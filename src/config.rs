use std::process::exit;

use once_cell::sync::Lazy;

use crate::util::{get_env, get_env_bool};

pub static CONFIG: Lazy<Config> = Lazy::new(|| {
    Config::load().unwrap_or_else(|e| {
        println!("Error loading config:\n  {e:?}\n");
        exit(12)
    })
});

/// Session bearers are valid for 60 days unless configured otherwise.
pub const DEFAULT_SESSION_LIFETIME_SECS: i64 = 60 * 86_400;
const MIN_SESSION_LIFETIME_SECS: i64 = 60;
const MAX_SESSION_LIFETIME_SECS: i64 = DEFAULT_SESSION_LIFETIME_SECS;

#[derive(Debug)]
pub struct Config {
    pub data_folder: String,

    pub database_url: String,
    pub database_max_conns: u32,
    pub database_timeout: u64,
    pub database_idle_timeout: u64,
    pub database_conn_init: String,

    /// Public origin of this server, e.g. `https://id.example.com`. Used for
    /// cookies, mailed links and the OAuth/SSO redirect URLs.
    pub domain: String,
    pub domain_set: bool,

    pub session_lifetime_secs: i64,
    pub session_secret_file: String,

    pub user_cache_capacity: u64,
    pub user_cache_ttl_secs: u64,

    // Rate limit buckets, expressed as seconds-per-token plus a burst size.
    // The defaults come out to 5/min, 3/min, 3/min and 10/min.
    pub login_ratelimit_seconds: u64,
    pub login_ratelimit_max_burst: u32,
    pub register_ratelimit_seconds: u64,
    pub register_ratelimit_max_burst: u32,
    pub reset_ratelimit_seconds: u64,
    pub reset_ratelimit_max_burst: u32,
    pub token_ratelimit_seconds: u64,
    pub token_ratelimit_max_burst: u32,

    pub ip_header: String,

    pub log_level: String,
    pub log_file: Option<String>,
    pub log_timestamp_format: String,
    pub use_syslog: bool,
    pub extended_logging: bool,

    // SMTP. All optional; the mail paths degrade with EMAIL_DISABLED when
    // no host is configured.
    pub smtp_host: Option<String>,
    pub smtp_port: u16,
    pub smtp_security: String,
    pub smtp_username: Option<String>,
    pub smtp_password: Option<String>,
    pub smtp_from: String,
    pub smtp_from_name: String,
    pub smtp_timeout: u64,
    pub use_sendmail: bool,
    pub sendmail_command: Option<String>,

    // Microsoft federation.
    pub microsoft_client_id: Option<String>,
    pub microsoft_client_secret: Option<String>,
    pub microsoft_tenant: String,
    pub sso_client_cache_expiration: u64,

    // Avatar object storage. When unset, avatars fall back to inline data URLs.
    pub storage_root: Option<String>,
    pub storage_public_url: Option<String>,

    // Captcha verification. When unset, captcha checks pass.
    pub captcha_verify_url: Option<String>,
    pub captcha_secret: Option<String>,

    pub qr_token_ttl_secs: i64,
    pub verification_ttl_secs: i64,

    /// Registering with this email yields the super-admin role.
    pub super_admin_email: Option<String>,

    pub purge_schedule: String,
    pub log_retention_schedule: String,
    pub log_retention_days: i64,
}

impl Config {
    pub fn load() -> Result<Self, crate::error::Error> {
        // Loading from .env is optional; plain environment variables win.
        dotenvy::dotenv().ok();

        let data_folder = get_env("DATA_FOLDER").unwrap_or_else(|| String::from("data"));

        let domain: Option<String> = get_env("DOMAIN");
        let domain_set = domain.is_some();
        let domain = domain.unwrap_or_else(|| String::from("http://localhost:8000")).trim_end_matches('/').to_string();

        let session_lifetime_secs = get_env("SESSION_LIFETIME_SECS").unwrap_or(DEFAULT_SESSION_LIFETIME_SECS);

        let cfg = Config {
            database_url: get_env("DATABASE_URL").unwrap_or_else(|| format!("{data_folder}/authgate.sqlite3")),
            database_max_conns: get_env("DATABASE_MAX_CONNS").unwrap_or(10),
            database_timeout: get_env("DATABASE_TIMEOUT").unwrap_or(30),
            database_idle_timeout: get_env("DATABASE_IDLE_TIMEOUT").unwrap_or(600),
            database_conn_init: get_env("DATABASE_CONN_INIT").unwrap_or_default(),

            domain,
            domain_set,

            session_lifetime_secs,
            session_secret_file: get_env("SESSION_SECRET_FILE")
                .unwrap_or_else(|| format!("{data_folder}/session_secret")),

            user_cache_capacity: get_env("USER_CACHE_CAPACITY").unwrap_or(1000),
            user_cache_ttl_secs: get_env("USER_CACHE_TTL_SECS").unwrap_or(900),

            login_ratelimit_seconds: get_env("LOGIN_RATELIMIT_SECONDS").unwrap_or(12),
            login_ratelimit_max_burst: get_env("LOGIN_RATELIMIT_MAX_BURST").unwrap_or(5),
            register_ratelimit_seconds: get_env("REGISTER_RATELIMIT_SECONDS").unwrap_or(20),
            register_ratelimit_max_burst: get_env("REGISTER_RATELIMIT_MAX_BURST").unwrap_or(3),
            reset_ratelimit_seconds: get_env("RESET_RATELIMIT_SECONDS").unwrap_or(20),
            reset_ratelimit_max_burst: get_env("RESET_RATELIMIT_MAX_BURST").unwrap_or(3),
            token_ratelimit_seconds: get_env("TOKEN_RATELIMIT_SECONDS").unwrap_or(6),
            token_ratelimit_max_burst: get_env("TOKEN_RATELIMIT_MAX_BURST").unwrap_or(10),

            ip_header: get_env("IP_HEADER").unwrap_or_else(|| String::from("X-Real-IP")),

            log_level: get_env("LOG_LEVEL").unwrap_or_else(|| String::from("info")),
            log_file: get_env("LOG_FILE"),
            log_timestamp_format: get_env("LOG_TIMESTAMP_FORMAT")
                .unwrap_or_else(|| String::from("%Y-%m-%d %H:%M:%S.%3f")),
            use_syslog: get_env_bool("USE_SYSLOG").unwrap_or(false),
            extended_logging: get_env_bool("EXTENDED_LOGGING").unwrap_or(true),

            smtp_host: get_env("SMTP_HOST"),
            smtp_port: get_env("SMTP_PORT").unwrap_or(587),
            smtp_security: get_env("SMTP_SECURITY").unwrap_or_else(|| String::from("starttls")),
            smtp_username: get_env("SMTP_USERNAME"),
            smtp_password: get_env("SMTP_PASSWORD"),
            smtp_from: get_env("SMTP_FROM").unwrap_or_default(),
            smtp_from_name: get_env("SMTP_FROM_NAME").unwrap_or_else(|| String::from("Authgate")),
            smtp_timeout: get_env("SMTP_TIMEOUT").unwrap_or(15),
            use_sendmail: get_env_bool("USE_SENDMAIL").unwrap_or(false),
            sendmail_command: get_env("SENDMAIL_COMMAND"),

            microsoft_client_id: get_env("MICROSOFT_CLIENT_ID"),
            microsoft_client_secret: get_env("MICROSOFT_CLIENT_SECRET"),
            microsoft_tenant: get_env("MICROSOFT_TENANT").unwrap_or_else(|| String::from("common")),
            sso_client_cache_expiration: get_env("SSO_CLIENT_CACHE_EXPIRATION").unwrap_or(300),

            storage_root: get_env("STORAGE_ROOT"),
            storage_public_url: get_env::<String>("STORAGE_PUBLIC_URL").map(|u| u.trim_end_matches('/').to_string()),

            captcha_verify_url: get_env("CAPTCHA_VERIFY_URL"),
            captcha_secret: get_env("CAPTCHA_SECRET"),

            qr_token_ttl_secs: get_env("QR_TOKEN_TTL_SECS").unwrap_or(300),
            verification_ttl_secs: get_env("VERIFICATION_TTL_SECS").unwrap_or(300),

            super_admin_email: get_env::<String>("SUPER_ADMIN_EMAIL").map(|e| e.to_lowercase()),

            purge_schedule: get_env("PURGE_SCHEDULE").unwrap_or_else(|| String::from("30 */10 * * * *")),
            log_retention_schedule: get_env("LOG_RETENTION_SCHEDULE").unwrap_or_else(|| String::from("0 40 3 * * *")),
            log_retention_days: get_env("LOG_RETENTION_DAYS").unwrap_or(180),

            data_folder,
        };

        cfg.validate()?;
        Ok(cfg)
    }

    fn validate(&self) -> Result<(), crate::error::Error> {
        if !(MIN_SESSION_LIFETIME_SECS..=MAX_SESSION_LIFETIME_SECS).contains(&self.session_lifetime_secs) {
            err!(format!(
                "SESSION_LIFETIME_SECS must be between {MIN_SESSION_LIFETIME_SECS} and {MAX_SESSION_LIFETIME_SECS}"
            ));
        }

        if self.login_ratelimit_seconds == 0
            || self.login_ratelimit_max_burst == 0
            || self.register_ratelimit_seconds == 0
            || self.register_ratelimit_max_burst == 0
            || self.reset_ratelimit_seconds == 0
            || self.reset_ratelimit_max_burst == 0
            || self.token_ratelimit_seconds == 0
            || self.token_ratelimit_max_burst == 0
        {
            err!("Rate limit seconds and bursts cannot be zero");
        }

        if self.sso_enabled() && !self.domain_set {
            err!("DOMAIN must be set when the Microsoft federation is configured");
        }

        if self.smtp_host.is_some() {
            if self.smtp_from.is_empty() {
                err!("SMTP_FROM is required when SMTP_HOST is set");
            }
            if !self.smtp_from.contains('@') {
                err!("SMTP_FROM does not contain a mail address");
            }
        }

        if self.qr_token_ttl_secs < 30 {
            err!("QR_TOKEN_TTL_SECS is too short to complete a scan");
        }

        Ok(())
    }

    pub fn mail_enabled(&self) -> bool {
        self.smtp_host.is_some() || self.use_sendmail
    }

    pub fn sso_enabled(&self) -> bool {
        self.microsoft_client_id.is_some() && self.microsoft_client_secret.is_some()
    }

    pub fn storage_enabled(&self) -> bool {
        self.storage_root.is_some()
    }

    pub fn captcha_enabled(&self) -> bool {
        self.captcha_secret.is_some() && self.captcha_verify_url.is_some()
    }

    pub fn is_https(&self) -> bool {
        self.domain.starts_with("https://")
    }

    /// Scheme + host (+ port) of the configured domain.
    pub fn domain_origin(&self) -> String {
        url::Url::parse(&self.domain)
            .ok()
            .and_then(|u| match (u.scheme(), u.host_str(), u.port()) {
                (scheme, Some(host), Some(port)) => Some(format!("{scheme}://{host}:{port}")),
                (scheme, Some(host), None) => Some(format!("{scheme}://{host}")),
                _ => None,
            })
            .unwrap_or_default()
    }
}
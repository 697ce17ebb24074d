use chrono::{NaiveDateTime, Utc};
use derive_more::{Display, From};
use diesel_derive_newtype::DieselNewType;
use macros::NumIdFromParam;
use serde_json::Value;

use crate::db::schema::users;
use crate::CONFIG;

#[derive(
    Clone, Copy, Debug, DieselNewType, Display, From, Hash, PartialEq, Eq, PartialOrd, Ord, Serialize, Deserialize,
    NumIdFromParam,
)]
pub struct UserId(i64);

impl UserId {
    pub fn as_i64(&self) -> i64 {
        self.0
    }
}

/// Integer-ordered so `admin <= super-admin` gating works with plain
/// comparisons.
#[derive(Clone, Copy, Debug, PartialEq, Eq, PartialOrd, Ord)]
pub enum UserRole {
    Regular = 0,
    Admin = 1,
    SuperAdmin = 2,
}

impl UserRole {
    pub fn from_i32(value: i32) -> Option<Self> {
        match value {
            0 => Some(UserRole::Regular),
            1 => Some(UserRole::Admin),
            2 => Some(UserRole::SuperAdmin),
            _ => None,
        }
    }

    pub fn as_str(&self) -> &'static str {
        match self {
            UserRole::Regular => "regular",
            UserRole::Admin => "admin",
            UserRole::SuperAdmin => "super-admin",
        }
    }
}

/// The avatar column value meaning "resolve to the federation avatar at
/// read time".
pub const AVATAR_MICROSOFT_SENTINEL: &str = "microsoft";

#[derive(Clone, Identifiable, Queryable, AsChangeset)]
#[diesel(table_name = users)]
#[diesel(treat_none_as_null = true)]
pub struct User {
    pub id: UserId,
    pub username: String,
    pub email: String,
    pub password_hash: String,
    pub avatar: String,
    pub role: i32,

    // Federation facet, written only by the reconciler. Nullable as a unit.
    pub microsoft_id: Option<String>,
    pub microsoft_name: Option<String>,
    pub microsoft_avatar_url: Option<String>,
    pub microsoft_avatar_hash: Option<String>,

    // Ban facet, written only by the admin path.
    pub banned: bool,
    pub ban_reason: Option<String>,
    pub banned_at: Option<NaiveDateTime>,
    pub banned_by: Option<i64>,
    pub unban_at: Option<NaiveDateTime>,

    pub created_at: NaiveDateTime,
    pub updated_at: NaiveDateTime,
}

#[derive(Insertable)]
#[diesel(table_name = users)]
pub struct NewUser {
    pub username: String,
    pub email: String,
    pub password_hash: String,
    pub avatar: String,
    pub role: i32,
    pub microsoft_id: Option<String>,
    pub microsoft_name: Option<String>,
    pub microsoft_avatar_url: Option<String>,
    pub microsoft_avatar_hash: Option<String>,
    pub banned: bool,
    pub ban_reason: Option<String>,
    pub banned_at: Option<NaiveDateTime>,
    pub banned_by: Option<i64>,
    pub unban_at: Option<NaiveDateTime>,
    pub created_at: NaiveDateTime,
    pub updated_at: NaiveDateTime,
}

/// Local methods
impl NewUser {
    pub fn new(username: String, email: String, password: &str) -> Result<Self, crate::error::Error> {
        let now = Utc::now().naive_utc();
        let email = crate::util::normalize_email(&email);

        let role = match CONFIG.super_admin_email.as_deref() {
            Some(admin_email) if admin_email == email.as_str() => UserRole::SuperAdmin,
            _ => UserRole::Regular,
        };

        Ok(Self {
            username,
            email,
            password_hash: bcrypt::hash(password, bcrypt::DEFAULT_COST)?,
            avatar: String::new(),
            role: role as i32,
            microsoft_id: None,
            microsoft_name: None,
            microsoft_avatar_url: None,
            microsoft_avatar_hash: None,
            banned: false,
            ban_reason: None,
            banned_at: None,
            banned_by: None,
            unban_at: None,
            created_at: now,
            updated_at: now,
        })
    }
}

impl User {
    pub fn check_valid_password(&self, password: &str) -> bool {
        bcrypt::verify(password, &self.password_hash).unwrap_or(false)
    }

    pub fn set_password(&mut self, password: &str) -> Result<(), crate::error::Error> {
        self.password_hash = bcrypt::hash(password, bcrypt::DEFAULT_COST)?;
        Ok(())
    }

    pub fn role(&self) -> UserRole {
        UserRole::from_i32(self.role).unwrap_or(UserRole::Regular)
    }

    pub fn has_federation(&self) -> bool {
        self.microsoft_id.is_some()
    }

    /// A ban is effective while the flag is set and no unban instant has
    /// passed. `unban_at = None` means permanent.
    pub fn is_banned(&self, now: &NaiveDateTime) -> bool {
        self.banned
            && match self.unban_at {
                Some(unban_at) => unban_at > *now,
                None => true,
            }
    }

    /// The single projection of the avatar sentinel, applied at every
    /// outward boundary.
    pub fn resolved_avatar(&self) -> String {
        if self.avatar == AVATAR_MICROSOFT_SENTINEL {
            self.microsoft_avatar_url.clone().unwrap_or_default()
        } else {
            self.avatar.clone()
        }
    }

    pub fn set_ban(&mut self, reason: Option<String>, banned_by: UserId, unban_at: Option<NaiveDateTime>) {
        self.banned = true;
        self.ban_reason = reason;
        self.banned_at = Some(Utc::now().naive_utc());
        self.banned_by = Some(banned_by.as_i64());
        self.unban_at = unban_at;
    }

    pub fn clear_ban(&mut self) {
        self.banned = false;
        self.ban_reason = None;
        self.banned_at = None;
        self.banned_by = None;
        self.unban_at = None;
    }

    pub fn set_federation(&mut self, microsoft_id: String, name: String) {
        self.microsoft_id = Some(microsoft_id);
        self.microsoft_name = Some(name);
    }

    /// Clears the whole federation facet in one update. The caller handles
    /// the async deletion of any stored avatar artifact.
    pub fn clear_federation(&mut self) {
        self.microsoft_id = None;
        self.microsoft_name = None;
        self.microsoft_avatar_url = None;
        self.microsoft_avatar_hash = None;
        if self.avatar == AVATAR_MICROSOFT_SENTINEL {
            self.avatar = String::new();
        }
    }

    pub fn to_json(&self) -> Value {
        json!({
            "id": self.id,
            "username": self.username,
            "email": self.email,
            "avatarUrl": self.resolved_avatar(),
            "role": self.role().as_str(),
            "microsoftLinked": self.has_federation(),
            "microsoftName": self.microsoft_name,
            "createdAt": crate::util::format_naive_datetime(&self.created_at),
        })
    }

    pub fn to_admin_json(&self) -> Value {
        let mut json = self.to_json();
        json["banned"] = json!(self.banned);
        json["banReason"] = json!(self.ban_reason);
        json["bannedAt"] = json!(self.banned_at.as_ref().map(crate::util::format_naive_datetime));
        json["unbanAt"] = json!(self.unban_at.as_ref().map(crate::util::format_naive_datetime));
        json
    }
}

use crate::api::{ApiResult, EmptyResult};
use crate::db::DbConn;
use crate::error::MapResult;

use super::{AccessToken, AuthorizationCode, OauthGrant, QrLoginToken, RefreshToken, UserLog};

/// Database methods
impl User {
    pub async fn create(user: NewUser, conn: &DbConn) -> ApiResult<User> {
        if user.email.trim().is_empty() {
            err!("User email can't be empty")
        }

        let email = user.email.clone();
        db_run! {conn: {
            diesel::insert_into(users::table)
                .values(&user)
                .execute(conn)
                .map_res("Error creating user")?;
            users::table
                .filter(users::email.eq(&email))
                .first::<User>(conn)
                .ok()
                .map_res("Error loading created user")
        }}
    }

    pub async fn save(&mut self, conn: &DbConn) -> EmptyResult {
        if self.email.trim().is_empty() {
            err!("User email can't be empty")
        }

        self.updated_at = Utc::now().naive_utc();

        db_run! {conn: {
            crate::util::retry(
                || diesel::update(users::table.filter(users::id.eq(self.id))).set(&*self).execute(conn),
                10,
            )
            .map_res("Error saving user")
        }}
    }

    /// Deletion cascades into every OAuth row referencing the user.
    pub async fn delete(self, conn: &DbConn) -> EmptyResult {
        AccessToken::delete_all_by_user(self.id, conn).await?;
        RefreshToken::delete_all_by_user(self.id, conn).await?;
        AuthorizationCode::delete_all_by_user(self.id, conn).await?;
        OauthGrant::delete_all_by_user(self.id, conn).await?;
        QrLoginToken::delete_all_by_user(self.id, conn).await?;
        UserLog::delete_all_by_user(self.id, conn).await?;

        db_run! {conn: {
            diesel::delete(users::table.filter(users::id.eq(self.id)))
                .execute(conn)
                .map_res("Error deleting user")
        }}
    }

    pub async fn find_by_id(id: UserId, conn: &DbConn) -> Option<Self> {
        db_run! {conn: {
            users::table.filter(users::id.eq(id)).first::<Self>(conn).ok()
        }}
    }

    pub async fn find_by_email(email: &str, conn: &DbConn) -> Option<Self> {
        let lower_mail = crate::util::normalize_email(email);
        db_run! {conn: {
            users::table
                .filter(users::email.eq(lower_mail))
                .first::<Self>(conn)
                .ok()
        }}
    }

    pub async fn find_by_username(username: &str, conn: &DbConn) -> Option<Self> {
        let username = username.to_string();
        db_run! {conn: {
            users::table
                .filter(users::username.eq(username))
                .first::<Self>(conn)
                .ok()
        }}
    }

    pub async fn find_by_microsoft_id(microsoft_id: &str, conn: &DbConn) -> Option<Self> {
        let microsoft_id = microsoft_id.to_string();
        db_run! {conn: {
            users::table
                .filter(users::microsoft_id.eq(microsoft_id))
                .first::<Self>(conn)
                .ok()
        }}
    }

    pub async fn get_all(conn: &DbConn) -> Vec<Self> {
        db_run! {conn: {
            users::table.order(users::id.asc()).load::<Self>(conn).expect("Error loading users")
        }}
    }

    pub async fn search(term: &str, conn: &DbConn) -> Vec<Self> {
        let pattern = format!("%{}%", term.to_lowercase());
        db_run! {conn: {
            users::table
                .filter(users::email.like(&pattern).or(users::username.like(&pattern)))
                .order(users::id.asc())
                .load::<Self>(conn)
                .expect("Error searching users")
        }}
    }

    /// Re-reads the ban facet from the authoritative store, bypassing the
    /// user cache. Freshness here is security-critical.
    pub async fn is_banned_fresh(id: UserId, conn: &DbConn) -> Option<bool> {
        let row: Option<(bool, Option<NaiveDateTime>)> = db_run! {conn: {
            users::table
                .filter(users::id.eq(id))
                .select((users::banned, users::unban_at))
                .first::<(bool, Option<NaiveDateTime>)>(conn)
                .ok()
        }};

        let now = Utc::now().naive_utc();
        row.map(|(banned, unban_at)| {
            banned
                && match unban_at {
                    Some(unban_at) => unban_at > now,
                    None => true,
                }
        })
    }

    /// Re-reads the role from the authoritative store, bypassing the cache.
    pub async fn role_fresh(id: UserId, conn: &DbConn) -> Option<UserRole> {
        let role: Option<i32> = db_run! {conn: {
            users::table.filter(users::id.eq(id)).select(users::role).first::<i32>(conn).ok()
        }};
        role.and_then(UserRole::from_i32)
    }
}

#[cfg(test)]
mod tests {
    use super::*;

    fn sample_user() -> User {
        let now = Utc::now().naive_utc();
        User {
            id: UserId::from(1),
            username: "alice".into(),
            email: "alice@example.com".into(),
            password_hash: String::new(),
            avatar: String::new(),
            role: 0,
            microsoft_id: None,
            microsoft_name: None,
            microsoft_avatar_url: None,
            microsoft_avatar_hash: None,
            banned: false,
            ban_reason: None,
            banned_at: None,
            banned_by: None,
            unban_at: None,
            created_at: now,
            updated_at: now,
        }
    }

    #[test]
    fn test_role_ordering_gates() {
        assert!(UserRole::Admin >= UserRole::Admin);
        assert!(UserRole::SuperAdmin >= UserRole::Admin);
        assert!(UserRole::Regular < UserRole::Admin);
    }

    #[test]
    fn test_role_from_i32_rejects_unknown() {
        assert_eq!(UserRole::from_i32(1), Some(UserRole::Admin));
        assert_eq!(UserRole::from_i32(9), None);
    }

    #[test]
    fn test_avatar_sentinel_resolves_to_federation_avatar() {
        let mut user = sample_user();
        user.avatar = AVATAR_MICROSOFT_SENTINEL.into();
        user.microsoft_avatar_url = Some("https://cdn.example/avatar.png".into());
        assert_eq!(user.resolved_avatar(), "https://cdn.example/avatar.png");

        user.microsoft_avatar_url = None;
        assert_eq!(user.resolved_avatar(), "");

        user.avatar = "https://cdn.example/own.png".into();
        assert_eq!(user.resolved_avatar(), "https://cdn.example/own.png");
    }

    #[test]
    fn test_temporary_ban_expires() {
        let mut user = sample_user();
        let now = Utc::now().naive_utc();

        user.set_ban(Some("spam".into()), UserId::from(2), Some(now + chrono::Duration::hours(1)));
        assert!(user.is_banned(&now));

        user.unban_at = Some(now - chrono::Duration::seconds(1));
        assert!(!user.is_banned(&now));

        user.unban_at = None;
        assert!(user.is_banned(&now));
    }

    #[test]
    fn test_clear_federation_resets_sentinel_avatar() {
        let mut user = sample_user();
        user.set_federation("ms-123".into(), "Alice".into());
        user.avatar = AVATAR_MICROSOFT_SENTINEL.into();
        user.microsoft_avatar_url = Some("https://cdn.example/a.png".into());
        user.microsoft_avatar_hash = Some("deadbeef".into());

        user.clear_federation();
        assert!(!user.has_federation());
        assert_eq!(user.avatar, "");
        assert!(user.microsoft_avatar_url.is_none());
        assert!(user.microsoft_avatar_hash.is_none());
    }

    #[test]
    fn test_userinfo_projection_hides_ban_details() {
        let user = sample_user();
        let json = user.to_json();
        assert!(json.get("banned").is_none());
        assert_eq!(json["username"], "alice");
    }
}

————

> DIRECTIONS FOR THIS TASK
Using the entries above, give back exactly the line containing "self.token_ratelimit_max_burst == 0", the line containing "pub fn captcha_enabled(&self)", and every line between them, and nothing else.

> YOUR SOLUTION
            || self.token_ratelimit_max_burst == 0
        {
            err!("Rate limit seconds and bursts cannot be zero");
        }

        if self.sso_enabled() && !self.domain_set {
            err!("DOMAIN must be set when the Microsoft federation is configured");
        }

        if self.smtp_host.is_some() {
            if self.smtp_from.is_empty() {
                err!("SMTP_FROM is required when SMTP_HOST is set");
            }
            if !self.smtp_from.contains('@') {
                err!("SMTP_FROM does not contain a mail address");
            }
        }

        if self.qr_token_ttl_secs < 30 {
            err!("QR_TOKEN_TTL_SECS is too short to complete a scan");
        }

        Ok(())
    }

    pub fn mail_enabled(&self) -> bool {
        self.smtp_host.is_some() || self.use_sendmail
    }

    pub fn sso_enabled(&self) -> bool {
        self.microsoft_client_id.is_some() && self.microsoft_client_secret.is_some()
    }

    pub fn storage_enabled(&self) -> bool {
        self.storage_root.is_some()
    }

    pub fn captcha_enabled(&self) -> bool {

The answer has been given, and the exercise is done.